Stored items
━━━━━━
//! Configuration parsing and validation for the voltbay station
//!
//! Supports TOML configuration with:
//! - Versioned schema
//! - Admin code and the fallback user code set
//! - Session durations, tick period and countdown policy
//! - Validation with clear error messages

mod schema;
mod station;
mod validation;

pub use schema::*;
pub use station::*;
pub use validation::*;

use std::path::Path;
use thiserror::Error;
use tracing::info;

/// Configuration errors
#[derive(Debug, Error)]
pub enum ConfigError {
    #[error("Failed to read config file: {0}")]
    ReadError(#[from] std::io::Error),

    #[error("Failed to parse TOML: {0}")]
    ParseError(#[from] toml::de::Error),

    #[error("Validation failed: {errors:?}")]
    ValidationFailed { errors: Vec<ValidationError> },

    #[error("Unsupported config version: {0}")]
    UnsupportedVersion(u32),
}

pub type ConfigResult<T> = Result<T, ConfigError>;

/// Current supported config version
pub const CURRENT_CONFIG_VERSION: u32 = 1;

/// Load and validate configuration from a TOML file
pub fn load_config(path: impl AsRef<Path>) -> ConfigResult<StationConfig> {
    let content = std::fs::read_to_string(path)?;
    parse_config(&content)
}

/// Load configuration, falling back to built-in defaults when the file does
/// not exist. Any other failure (unreadable, invalid) is still an error.
pub fn load_config_or_default(path: impl AsRef<Path>) -> ConfigResult<StationConfig> {
    let path = path.as_ref();
    match std::fs::read_to_string(path) {
        Ok(content) => parse_config(&content),
        Err(e) if e.kind() == std::io::ErrorKind::NotFound => {
            info!(config_path = %path.display(), "No config file, using defaults");
            Ok(StationConfig::default())
        }
        Err(e) => Err(e.into()),
    }
}

/// Parse and validate configuration from a TOML string
pub fn parse_config(content: &str) -> ConfigResult<StationConfig> {
    let raw: RawConfig = toml::from_str(content)?;

    if raw.config_version != CURRENT_CONFIG_VERSION {
        return Err(ConfigError::UnsupportedVersion(raw.config_version));
    }

    let errors = validate_config(&raw);
    if !errors.is_empty() {
        return Err(ConfigError::ValidationFailed { errors });
    }

    Ok(StationConfig::from_raw(raw))
}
━━━━━━
| HOW TO COMPLETE THIS TASK |
Exactly reproduce all of the entries.

| EXERCISE OUTPUT |
//! Configuration parsing and validation for the voltbay station
//!
//! Supports TOML configuration with:
//! - Versioned schema
//! - Admin code and the fallback user code set
//! - Session durations, tick period and countdown policy
//! - Validation with clear error messages

mod schema;
mod station;
mod validation;

pub use schema::*;
pub use station::*;
pub use validation::*;

use std::path::Path;
use thiserror::Error;
use tracing::info;

/// Configuration errors
#[derive(Debug, Error)]
pub enum ConfigError {
    #[error("Failed to read config file: {0}")]
    ReadError(#[from] std::io::Error),

    #[error("Failed to parse TOML: {0}")]
    ParseError(#[from] toml::de::Error),

    #[error("Validation failed: {errors:?}")]
    ValidationFailed { errors: Vec<ValidationError> },

    #[error("Unsupported config version: {0}")]
    UnsupportedVersion(u32),
}

pub type ConfigResult<T> = Result<T, ConfigError>;

/// Current supported config version
pub const CURRENT_CONFIG_VERSION: u32 = 1;

/// Load and validate configuration from a TOML file
pub fn load_config(path: impl AsRef<Path>) -> ConfigResult<StationConfig> {
    let content = std::fs::read_to_string(path)?;
    parse_config(&content)
}

/// Load configuration, falling back to built-in defaults when the file does
/// not exist. Any other failure (unreadable, invalid) is still an error.
pub fn load_config_or_default(path: impl AsRef<Path>) -> ConfigResult<StationConfig> {
    let path = path.as_ref();
    match std::fs::read_to_string(path) {
        Ok(content) => parse_config(&content),
        Err(e) if e.kind() == std::io::ErrorKind::NotFound => {
            info!(config_path = %path.display(), "No config file, using defaults");
            Ok(StationConfig::default())
        }
        Err(e) => Err(e.into()),
    }
}

/// Parse and validate configuration from a TOML string
pub fn parse_config(content: &str) -> ConfigResult<StationConfig> {
    let raw: RawConfig = toml::from_str(content)?;

    if raw.config_version != CURRENT_CONFIG_VERSION {
        return Err(ConfigError::UnsupportedVersion(raw.config_version));
    }

    let errors = validate_config(&raw);
    if !errors.is_empty() {
        return Err(ConfigError::ValidationFailed { errors });
    }

    Ok(StationConfig::from_raw(raw))
}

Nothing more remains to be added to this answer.